• YOUR OBJECTIVE
In the entries below, how many lines contain "AppState"? Answer with the number and nothing else.

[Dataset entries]
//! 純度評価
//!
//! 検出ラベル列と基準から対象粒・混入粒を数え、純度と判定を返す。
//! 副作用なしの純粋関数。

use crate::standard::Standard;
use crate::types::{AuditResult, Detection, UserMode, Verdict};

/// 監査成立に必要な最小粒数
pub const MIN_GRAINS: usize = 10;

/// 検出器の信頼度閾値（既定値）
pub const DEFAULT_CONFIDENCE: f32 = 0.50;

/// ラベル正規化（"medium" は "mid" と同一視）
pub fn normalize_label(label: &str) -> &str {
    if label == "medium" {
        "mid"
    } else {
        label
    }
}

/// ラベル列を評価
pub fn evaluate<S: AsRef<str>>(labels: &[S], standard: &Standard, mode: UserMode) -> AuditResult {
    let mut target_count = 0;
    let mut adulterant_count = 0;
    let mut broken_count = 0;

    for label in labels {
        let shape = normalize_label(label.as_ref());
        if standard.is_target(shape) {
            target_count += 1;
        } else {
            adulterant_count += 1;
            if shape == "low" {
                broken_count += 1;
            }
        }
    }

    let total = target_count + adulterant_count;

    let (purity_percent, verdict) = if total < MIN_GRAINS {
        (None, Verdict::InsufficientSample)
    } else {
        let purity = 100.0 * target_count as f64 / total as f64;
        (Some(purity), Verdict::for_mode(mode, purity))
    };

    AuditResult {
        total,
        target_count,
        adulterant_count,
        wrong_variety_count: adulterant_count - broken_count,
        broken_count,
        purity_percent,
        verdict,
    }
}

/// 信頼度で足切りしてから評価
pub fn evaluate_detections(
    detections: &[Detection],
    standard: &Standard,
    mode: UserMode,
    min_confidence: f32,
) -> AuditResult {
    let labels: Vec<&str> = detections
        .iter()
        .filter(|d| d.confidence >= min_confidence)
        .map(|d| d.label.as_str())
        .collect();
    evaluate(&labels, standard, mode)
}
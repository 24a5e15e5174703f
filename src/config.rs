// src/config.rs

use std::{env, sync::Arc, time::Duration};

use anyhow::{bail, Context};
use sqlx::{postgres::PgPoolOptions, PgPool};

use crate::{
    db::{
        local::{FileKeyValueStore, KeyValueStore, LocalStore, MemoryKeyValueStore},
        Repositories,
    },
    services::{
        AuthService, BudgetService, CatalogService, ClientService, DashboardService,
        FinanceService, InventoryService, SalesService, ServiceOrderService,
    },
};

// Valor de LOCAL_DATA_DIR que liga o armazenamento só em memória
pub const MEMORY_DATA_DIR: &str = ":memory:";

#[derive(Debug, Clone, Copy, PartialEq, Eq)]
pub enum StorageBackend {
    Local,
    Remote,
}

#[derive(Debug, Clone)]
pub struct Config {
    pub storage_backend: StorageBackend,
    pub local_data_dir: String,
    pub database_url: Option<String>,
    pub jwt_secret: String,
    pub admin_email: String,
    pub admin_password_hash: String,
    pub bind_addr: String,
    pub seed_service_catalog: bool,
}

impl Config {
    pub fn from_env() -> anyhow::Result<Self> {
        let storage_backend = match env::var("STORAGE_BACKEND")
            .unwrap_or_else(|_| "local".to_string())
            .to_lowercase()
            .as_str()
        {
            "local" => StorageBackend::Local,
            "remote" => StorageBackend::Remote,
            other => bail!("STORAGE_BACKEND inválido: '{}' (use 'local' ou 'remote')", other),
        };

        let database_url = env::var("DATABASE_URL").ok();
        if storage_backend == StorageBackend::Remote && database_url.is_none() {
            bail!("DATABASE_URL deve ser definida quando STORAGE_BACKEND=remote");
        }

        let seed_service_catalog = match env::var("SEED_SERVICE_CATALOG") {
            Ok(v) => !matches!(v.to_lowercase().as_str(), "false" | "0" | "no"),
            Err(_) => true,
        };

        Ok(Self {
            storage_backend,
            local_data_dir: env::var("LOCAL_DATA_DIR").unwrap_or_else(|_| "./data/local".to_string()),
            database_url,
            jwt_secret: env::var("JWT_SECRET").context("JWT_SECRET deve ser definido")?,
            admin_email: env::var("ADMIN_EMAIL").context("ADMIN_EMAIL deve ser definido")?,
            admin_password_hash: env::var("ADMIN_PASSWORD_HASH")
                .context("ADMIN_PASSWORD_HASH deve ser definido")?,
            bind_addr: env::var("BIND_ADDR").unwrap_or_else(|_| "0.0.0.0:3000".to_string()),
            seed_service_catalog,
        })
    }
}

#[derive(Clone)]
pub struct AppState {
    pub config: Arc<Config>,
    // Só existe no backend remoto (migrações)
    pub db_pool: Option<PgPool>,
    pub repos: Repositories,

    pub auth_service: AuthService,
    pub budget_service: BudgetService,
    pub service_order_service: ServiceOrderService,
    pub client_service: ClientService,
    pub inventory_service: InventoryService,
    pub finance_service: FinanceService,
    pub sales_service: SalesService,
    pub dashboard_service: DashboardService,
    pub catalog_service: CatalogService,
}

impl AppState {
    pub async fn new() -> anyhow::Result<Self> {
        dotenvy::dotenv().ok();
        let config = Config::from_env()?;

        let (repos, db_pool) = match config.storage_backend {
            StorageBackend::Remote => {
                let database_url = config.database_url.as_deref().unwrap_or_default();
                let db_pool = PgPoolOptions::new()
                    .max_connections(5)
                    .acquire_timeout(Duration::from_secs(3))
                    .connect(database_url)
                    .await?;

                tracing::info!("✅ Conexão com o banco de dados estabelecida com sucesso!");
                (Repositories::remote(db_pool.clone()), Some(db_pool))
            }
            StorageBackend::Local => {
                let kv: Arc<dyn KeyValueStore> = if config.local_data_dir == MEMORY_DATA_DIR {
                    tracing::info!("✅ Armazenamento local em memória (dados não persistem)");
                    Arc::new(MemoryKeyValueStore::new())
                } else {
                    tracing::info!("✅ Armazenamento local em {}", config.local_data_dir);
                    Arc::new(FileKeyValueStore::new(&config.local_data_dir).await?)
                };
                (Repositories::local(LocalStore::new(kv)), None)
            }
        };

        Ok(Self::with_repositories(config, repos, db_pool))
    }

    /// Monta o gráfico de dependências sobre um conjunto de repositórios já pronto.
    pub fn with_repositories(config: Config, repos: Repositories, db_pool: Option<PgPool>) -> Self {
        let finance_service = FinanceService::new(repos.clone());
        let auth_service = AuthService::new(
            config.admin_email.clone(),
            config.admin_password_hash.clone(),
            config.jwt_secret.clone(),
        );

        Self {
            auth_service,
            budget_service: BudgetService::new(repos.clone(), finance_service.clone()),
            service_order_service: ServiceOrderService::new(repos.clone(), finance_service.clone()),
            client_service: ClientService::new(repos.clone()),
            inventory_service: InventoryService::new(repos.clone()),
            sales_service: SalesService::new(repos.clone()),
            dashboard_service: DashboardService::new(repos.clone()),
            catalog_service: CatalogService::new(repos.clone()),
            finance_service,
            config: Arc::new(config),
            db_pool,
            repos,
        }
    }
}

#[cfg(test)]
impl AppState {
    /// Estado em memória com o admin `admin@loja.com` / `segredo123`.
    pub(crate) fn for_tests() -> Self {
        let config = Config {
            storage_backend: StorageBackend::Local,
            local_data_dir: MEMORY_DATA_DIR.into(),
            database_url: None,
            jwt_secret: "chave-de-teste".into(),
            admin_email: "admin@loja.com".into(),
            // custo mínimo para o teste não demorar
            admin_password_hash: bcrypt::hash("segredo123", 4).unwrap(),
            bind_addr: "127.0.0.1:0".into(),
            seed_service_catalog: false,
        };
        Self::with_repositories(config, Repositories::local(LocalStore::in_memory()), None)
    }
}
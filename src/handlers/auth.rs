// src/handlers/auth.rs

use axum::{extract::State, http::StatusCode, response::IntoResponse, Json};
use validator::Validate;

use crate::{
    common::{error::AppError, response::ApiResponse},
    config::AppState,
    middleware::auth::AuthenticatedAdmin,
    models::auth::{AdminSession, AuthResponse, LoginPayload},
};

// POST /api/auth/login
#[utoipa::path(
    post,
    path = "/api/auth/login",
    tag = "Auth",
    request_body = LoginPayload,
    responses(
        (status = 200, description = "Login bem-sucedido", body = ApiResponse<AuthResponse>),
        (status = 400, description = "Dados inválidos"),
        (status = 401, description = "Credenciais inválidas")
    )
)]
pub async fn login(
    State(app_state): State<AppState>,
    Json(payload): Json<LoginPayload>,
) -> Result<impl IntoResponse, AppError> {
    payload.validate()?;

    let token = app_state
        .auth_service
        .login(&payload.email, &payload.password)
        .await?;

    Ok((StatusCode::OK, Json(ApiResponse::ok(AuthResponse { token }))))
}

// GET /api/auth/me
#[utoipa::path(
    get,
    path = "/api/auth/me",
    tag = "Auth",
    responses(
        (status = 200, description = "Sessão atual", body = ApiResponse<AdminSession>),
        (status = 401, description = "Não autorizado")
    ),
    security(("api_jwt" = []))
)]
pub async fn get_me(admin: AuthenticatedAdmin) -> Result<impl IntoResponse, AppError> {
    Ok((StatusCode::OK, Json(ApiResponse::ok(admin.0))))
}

...

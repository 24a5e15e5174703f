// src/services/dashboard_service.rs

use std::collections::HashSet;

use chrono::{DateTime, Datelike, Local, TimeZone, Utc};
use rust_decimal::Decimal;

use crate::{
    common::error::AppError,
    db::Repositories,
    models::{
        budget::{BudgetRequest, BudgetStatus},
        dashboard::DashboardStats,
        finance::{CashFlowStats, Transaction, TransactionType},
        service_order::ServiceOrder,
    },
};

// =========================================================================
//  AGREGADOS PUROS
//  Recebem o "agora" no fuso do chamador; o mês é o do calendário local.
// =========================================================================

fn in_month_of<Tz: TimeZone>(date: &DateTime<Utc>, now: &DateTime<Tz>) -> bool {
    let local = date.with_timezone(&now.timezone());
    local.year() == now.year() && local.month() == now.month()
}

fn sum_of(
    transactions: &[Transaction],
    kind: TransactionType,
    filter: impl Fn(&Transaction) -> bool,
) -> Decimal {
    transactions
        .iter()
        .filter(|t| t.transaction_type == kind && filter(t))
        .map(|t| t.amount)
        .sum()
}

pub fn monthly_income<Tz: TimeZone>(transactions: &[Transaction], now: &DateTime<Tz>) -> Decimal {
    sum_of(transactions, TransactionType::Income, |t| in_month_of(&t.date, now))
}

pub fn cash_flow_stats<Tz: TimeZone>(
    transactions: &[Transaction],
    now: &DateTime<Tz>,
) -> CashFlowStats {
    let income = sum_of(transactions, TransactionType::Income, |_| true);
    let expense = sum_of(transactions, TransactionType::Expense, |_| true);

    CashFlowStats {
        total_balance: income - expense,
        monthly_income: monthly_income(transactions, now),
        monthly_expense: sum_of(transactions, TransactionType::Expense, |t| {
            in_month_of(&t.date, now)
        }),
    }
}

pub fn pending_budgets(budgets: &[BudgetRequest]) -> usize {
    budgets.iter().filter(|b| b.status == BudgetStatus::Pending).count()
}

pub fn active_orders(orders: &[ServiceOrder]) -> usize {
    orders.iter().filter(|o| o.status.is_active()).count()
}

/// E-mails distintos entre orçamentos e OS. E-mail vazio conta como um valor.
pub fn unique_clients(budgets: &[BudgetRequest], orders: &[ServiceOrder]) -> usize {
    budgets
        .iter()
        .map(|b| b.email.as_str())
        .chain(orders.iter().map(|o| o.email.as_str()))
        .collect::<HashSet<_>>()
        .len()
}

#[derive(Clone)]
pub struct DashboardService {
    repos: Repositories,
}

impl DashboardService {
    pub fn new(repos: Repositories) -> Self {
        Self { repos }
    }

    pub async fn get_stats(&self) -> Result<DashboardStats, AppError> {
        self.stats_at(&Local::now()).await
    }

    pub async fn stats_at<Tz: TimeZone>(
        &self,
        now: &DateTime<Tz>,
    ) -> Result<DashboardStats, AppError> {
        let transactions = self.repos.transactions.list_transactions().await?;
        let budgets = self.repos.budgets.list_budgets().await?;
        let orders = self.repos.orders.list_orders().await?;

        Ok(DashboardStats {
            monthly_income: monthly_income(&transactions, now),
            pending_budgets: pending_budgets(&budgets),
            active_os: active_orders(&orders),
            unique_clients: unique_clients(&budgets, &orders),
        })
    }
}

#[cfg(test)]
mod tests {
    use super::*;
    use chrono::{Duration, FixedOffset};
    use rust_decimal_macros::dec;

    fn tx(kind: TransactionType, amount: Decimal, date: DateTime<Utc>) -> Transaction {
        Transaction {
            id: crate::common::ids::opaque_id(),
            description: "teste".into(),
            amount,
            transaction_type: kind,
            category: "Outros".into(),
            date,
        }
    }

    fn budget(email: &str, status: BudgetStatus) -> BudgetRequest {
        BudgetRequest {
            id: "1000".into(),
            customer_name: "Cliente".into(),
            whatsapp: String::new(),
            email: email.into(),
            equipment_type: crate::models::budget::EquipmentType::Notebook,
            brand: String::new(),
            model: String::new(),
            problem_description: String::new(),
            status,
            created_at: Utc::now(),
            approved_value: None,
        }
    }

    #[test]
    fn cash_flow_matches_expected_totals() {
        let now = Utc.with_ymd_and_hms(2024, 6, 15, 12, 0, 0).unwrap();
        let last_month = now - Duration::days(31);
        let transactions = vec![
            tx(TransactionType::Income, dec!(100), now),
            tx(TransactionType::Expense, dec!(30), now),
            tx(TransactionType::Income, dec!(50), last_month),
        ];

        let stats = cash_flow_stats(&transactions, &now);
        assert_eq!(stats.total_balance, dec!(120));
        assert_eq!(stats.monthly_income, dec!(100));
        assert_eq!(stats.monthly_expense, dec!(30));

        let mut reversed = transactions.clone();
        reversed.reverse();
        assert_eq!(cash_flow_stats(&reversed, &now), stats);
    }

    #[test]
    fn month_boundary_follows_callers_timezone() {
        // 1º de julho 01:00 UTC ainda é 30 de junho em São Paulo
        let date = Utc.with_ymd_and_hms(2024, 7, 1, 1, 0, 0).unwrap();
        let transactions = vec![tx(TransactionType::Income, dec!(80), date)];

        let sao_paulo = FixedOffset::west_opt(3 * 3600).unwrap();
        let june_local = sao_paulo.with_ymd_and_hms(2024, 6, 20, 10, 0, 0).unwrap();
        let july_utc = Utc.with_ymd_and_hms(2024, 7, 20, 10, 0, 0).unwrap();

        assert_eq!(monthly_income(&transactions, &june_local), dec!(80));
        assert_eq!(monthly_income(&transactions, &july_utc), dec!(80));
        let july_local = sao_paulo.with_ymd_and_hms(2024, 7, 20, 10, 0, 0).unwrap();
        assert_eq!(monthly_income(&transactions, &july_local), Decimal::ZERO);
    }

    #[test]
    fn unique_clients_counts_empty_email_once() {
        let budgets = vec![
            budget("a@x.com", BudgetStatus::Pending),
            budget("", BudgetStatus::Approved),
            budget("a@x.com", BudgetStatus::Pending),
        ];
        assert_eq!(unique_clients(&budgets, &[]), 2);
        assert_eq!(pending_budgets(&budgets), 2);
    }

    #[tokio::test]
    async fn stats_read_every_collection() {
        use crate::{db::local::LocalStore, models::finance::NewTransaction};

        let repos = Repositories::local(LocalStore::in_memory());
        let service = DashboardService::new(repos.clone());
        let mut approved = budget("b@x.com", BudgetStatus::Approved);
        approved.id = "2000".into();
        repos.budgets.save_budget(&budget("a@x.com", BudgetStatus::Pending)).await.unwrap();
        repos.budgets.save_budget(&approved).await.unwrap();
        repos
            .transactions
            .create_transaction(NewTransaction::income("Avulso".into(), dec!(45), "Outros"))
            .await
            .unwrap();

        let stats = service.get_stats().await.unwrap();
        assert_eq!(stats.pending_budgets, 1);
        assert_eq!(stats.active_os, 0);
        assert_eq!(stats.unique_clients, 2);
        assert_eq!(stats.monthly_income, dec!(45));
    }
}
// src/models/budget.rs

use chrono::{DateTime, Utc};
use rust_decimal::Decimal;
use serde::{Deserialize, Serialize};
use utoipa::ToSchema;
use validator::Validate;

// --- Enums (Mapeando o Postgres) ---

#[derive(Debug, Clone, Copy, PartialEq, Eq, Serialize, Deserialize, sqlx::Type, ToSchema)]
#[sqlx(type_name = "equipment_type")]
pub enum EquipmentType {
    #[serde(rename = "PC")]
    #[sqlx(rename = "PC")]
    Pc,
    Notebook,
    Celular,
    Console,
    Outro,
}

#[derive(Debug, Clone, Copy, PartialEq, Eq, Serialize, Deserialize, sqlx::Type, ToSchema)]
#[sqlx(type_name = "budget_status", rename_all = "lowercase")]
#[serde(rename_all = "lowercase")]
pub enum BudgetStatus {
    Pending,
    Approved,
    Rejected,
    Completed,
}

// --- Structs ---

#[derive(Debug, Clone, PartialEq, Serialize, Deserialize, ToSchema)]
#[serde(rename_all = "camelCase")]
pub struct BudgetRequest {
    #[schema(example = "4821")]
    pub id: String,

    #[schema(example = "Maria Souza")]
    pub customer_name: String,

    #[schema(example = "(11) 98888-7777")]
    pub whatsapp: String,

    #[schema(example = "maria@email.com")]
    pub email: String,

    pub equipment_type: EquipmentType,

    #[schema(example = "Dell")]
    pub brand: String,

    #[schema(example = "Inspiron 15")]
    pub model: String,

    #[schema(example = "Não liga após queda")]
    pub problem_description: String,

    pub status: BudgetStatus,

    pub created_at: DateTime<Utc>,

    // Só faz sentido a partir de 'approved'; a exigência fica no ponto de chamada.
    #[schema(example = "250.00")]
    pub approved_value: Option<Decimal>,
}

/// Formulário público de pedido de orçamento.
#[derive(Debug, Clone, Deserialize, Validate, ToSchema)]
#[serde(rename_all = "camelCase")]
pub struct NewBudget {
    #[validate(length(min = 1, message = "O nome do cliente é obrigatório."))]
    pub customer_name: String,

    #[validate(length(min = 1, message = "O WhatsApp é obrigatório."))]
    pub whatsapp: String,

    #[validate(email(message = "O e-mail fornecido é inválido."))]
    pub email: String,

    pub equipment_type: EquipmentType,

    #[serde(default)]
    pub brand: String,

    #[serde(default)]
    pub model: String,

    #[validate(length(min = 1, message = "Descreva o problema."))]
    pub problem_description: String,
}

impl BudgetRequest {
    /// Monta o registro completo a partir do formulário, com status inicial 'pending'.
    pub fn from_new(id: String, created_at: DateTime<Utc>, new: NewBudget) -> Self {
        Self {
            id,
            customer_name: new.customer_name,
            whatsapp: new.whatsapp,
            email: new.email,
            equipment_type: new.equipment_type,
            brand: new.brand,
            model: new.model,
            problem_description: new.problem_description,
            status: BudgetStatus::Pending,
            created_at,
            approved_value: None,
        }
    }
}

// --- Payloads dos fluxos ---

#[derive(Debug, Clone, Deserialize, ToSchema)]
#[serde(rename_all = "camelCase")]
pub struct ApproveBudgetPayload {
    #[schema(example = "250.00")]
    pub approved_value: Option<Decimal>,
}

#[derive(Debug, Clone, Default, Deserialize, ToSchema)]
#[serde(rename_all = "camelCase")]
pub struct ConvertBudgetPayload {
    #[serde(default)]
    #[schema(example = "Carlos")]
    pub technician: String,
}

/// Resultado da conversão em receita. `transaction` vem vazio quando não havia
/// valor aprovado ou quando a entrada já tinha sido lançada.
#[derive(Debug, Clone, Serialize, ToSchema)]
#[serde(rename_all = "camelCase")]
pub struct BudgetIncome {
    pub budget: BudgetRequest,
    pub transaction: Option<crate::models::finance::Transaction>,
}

• SOLUTION TO THE PROBLEM
5